Working data:
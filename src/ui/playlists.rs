use crate::app::{App, PlaylistRow};
use crate::audio::AudioBackend;
use crate::playlists::icon_label;
use ratatui::{
    layout::{Constraint, Direction, Layout, Rect},
    style::{Color, Modifier, Style},
    text::{Line, Span},
    widgets::{Block, Borders, Paragraph},
    Frame,
};

pub fn render_playlists<B: AudioBackend>(f: &mut Frame, app: &App<B>, area: Rect) {
    let chunks = Layout::default()
        .direction(Direction::Vertical)
        .constraints([Constraint::Length(3), Constraint::Min(0)])
        .split(area);

    let status = match app.active_selection() {
        Some(selection) => format!(
            "Now playing: {} ({} sounds)",
            app.selection_label(selection),
            app.playing_count()
        ),
        None if app.config.logged_in() => {
            "Press Enter to play a mix, 'n' to create a playlist".to_string()
        }
        None => "Playing as guest: set session_cookie in config.toml for playlists".to_string(),
    };
    let p_status = Paragraph::new(status)
        .block(Block::default().borders(Borders::ALL).title("Mixes"))
        .style(Style::default().fg(Color::DarkGray));
    f.render_widget(p_status, chunks[0]);

    let rows = app.playlist_rows();
    let list_height = chunks[1].height.saturating_sub(2) as usize; // Subtract borders
    let offset = super::list_offset(app.playlist_cursor, list_height);
    let active = app.active_selection();

    let mut list_items = Vec::new();
    for (i, row) in rows.iter().enumerate().skip(offset).take(list_height) {
        let is_selected = i == app.playlist_cursor;
        let is_active = active == Some(row.selection());
        let style = if is_selected {
            Style::default()
                .fg(Color::Green)
                .add_modifier(Modifier::BOLD)
        } else if is_active {
            Style::default().fg(Color::Cyan)
        } else {
            Style::default().fg(Color::White)
        };

        let prefix = if is_selected { "> " } else { "  " };
        let marker = if is_active { "▶ " } else { "  " };

        let detail = match row {
            PlaylistRow::Random => "3-5 random sounds".to_string(),
            PlaylistRow::Group(_) => "group".to_string(),
            PlaylistRow::User(id) => app
                .user_playlists
                .iter()
                .find(|p| p.id == *id)
                .map(|p| format!("{} sounds · {}", p.sound_count, icon_label(p.icon.as_deref())))
                .unwrap_or_default(),
        };
        let pending_delete = matches!(row, PlaylistRow::User(id) if app.confirm_delete == Some(*id));

        let mut line = vec![
            Span::styled(prefix, style),
            Span::styled(marker, Style::default().fg(Color::Cyan)),
            Span::styled(format!("{} ", app.selection_label(row.selection())), style),
            Span::styled(format!("({})", detail), Style::default().fg(Color::DarkGray)),
        ];
        if pending_delete {
            line.push(Span::styled(
                "  press d to delete",
                Style::default().fg(Color::Red),
            ));
        }
        list_items.push(Line::from(line));
    }

    let p_list = Paragraph::new(list_items).block(
        Block::default()
            .borders(Borders::ALL)
            .title("Groups & Playlists"),
    );
    f.render_widget(p_list, chunks[1]);
}
use anyhow::{Context, Result};
use directories::ProjectDirs;
use serde::{Deserialize, Serialize};
use std::fs;
use std::path::{Path, PathBuf};

#[derive(Debug, Clone, Serialize, Deserialize)]
pub struct Config {
    #[serde(default)]
    pub general: GeneralConfig,
    #[serde(default)]
    pub audio: AudioConfig,
    #[serde(default = "default_groups")]
    pub groups: Vec<GroupConfig>,
}

#[derive(Debug, Clone, Serialize, Deserialize)]
pub struct GeneralConfig {
    pub server_url: String,
    /// Raw `Cookie` header value sent with every request. Its presence is what
    /// makes the client count as logged in.
    #[serde(default)]
    pub session_cookie: Option<String>,
}

impl Default for GeneralConfig {
    fn default() -> Self {
        Self {
            server_url: "http://127.0.0.1:5000".to_string(),
            session_cookie: None,
        }
    }
}

#[derive(Debug, Clone, Serialize, Deserialize)]
pub struct AudioConfig {
    pub fade_in_ms: u64,
    pub max_asset_bytes: usize,
}

impl Default for AudioConfig {
    fn default() -> Self {
        Self {
            fade_in_ms: 800,
            max_asset_bytes: 64 * 1024 * 1024,
        }
    }
}

/// A predefined group as shown in the playlists view. The server only sends
/// group ids on each sound, so names live here.
#[derive(Debug, Clone, PartialEq, Serialize, Deserialize)]
pub struct GroupConfig {
    pub id: u32,
    pub name: String,
}

fn default_groups() -> Vec<GroupConfig> {
    ["Nature", "Sleep", "Focus", "Relax", "City"]
        .iter()
        .zip(1u32..)
        .map(|(name, id)| GroupConfig {
            id,
            name: name.to_string(),
        })
        .collect()
}

impl Default for Config {
    fn default() -> Self {
        Self {
            general: GeneralConfig::default(),
            audio: AudioConfig::default(),
            groups: default_groups(),
        }
    }
}

impl Config {
    pub fn load() -> Result<Self> {
        Self::load_from(&get_config_path()?)
    }

    /// Reads the config at `path`, writing the defaults there first if the
    /// file does not exist yet.
    pub fn load_from(path: &Path) -> Result<Self> {
        if path.exists() {
            let content = fs::read_to_string(path)
                .with_context(|| format!("Could not read config file {}", path.display()))?;
            let config: Config = toml::from_str(&content)
                .with_context(|| format!("Could not parse config file {}", path.display()))?;
            Ok(config)
        } else {
            let config = Self::default();
            config.save_to(path)?;
            Ok(config)
        }
    }

    pub fn save_to(&self, path: &Path) -> Result<()> {
        if let Some(parent) = path.parent() {
            fs::create_dir_all(parent)?;
        }
        let content = toml::to_string_pretty(self)?;
        fs::write(path, content)?;
        Ok(())
    }

    pub fn logged_in(&self) -> bool {
        self.general
            .session_cookie
            .as_deref()
            .is_some_and(|c| !c.trim().is_empty())
    }

    pub fn group_name(&self, id: u32) -> Option<&str> {
        self.groups
            .iter()
            .find(|g| g.id == id)
            .map(|g| g.name.as_str())
    }
}

fn get_config_path() -> Result<PathBuf> {
    if let Some(proj_dirs) = ProjectDirs::from("com", "murmur", "murmur") {
        Ok(proj_dirs.config_dir().join("config.toml"))
    } else {
        Ok(PathBuf::from("config.toml"))
    }
}
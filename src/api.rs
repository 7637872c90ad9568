//! Blocking JSON client for the mixer server.
//!
//! Every non-2xx response carries `{ "error": "..." }`; that text becomes the
//! `ApiError` message so it can be shown to the user as-is.

use std::io::Read;
use std::time::Duration;

use serde::de::DeserializeOwned;
use serde::Deserialize;
use serde_json::json;
use url::Url;

use crate::catalog::{SoundDescriptor, SoundId};

pub type PlaylistId = u32;

const CONNECT_TIMEOUT: Duration = Duration::from_secs(10);
const READ_TIMEOUT: Duration = Duration::from_secs(30);
const WRITE_TIMEOUT: Duration = Duration::from_secs(30);

#[derive(Debug, thiserror::Error)]
pub enum ApiError {
    /// The server answered with a non-success status.
    #[error("{message}")]
    Status { status: u16, message: String },
    #[error("Could not reach the server: {0}")]
    Transport(String),
    #[error("Unexpected response from the server: {0}")]
    Decode(String),
    #[error("Response too large ({0} bytes max)")]
    TooLarge(usize),
    #[error("Invalid server URL: {0}")]
    Url(#[from] url::ParseError),
}

impl ApiError {
    pub fn is_unauthorized(&self) -> bool {
        matches!(self, ApiError::Status { status: 401, .. })
    }

    pub fn message_contains(&self, needle: &str) -> bool {
        match self {
            ApiError::Status { message, .. } => message.contains(needle),
            _ => false,
        }
    }
}

#[derive(Debug, Clone, PartialEq, Deserialize)]
pub struct PlaylistSummary {
    pub id: PlaylistId,
    pub name: String,
    #[serde(default)]
    pub icon: Option<String>,
    #[serde(default)]
    pub sound_count: usize,
}

#[derive(Debug, Clone, PartialEq, Deserialize)]
pub struct PlaylistDetail {
    pub id: PlaylistId,
    pub name: String,
    #[serde(default)]
    pub icon: Option<String>,
    #[serde(default)]
    pub sounds: Vec<SoundDescriptor>,
}

#[derive(Debug, Clone, PartialEq, Deserialize)]
pub struct CreatedPlaylist {
    pub id: PlaylistId,
    pub name: String,
    #[serde(default)]
    pub icon: Option<String>,
}

#[derive(Deserialize)]
struct PlaylistList {
    #[serde(default)]
    playlists: Vec<PlaylistSummary>,
}

#[derive(Deserialize)]
struct CreateResponse {
    playlist: CreatedPlaylist,
}

#[derive(Deserialize)]
struct MessageResponse {
    #[serde(default)]
    message: Option<String>,
}

#[derive(Deserialize)]
struct ErrorResponse {
    error: String,
}

#[derive(Clone, Debug)]
pub struct ApiClient {
    agent: ureq::Agent,
    base: Url,
    cookie: Option<String>,
}

impl ApiClient {
    pub fn new(server_url: &str, cookie: Option<String>) -> Result<Self, ApiError> {
        let mut base = Url::parse(server_url)?;
        // Url::join replaces the last segment unless the base ends with '/'.
        if !base.path().ends_with('/') {
            let path = format!("{}/", base.path());
            base.set_path(&path);
        }
        let agent = ureq::AgentBuilder::new()
            .timeout_connect(CONNECT_TIMEOUT)
            .timeout_read(READ_TIMEOUT)
            .timeout_write(WRITE_TIMEOUT)
            .build();
        Ok(Self {
            agent,
            base,
            cookie: cookie.filter(|c| !c.trim().is_empty()),
        })
    }

    pub fn base_url(&self) -> &Url {
        &self.base
    }

    /// Resolves a sound `file_path` against the server. Absolute URLs are
    /// returned unchanged.
    pub fn asset_url(&self, file_path: &str) -> Result<Url, ApiError> {
        Ok(self.base.join(file_path)?)
    }

    pub fn fetch_sounds(&self) -> Result<Vec<SoundDescriptor>, ApiError> {
        let url = self.endpoint("api/sounds")?;
        self.call_json(self.request("GET", &url).call())
    }

    pub fn fetch_playlists(&self) -> Result<Vec<PlaylistSummary>, ApiError> {
        let url = self.endpoint("api/playlists")?;
        let list: PlaylistList = self.call_json(self.request("GET", &url).call())?;
        Ok(list.playlists)
    }

    pub fn fetch_playlist(&self, id: PlaylistId) -> Result<PlaylistDetail, ApiError> {
        let url = self.endpoint(&format!("api/playlists/{id}"))?;
        self.call_json(self.request("GET", &url).call())
    }

    pub fn create_playlist(&self, name: &str, icon: &str) -> Result<CreatedPlaylist, ApiError> {
        let url = self.endpoint("api/playlists/create")?;
        let body = json!({ "name": name, "icon": icon });
        let created: CreateResponse =
            self.call_json(self.request("POST", &url).send_json(body))?;
        Ok(created.playlist)
    }

    pub fn add_sound(&self, playlist: PlaylistId, sound: SoundId) -> Result<String, ApiError> {
        let url = self.endpoint(&format!("api/playlists/{playlist}/add-sound"))?;
        let body = json!({ "sound_id": sound });
        let response: MessageResponse =
            self.call_json(self.request("POST", &url).send_json(body))?;
        Ok(response
            .message
            .unwrap_or_else(|| "Sound added to playlist".to_string()))
    }

    pub fn remove_sound(&self, playlist: PlaylistId, sound: SoundId) -> Result<String, ApiError> {
        let url = self.endpoint(&format!("api/playlists/{playlist}/remove-sound"))?;
        let body = json!({ "sound_id": sound });
        let response: MessageResponse =
            self.call_json(self.request("POST", &url).send_json(body))?;
        Ok(response
            .message
            .unwrap_or_else(|| "Sound removed from playlist".to_string()))
    }

    pub fn delete_playlist(&self, id: PlaylistId) -> Result<String, ApiError> {
        let url = self.endpoint(&format!("api/playlists/{id}/delete"))?;
        let response: MessageResponse = self.call_json(self.request("DELETE", &url).call())?;
        Ok(response
            .message
            .unwrap_or_else(|| "Playlist deleted".to_string()))
    }

    /// Downloads an audio asset into memory, refusing bodies over `max_bytes`.
    pub fn fetch_asset(&self, url: &Url, max_bytes: usize) -> Result<Vec<u8>, ApiError> {
        let response = self
            .request("GET", url)
            .call()
            .map_err(into_api_error)?;
        if let Some(length) = response
            .header("Content-Length")
            .and_then(|l| l.parse::<u64>().ok())
        {
            if length > max_bytes as u64 {
                return Err(ApiError::TooLarge(max_bytes));
            }
        }
        let mut bytes = Vec::new();
        response
            .into_reader()
            .take(max_bytes as u64 + 1)
            .read_to_end(&mut bytes)
            .map_err(|e| ApiError::Transport(e.to_string()))?;
        if bytes.len() > max_bytes {
            return Err(ApiError::TooLarge(max_bytes));
        }
        Ok(bytes)
    }

    fn endpoint(&self, path: &str) -> Result<Url, ApiError> {
        Ok(self.base.join(path)?)
    }

    fn request(&self, method: &str, url: &Url) -> ureq::Request {
        let request = self
            .agent
            .request_url(method, url)
            .set("Accept", "application/json");
        match &self.cookie {
            Some(cookie) => request.set("Cookie", cookie),
            None => request,
        }
    }

    fn call_json<T: DeserializeOwned>(
        &self,
        result: Result<ureq::Response, ureq::Error>,
    ) -> Result<T, ApiError> {
        let response = result.map_err(into_api_error)?;
        response
            .into_json::<T>()
            .map_err(|e| ApiError::Decode(e.to_string()))
    }
}

fn into_api_error(err: ureq::Error) -> ApiError {
    match err {
        ureq::Error::Status(status, response) => {
            let message = response
                .into_json::<ErrorResponse>()
                .map(|body| body.error)
                .unwrap_or_else(|_| format!("Request failed with status {status}"));
            ApiError::Status { status, message }
        }
        ureq::Error::Transport(transport) => ApiError::Transport(transport.to_string()),
    }
}

#[cfg(test)]
pub(crate) mod test_server {
    use std::io::{Read, Write};
    use std::net::TcpListener;
    use std::thread::{self, JoinHandle};

    /// Serves one canned response and hands back the raw request it received.
    pub fn serve_once(response: String) -> (String, JoinHandle<String>) {
        let listener = TcpListener::bind("127.0.0.1:0").unwrap();
        let addr = listener.local_addr().unwrap();
        let handle = thread::spawn(move || {
            let (mut stream, _) = listener.accept().unwrap();
            let mut request = Vec::new();
            let mut buf = [0u8; 4096];
            loop {
                let read = stream.read(&mut buf).unwrap_or(0);
                if read == 0 {
                    break;
                }
                request.extend_from_slice(&buf[..read]);
                if request_complete(&request) {
                    break;
                }
            }
            let _ = stream.write_all(response.as_bytes());
            String::from_utf8_lossy(&request).into_owned()
        });
        (format!("http://{addr}"), handle)
    }

    pub fn json_response(status: &str, body: &str) -> String {
        format!(
            "HTTP/1.1 {status}\r\nContent-Type: application/json\r\nContent-Length: {}\r\nConnection: close\r\n\r\n{body}",
            body.len()
        )
    }

    fn request_complete(raw: &[u8]) -> bool {
        let text = String::from_utf8_lossy(raw);
        let Some(header_end) = text.find("\r\n\r\n") else {
            return false;
        };
        let content_length = text[..header_end]
            .lines()
            .find_map(|line| {
                let (name, value) = line.split_once(':')?;
                name.eq_ignore_ascii_case("content-length")
                    .then(|| value.trim().parse::<usize>().ok())
                    .flatten()
            })
            .unwrap_or(0);
        raw.len() >= header_end + 4 + content_length
    }
}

Exercise instructions: What lines in the material above include "CreatedPlaylist"? Copy every one of them.

Answer box:
pub struct CreatedPlaylist {
    playlist: CreatedPlaylist,
    pub fn create_playlist(&self, name: &str, icon: &str) -> Result<CreatedPlaylist, ApiError> {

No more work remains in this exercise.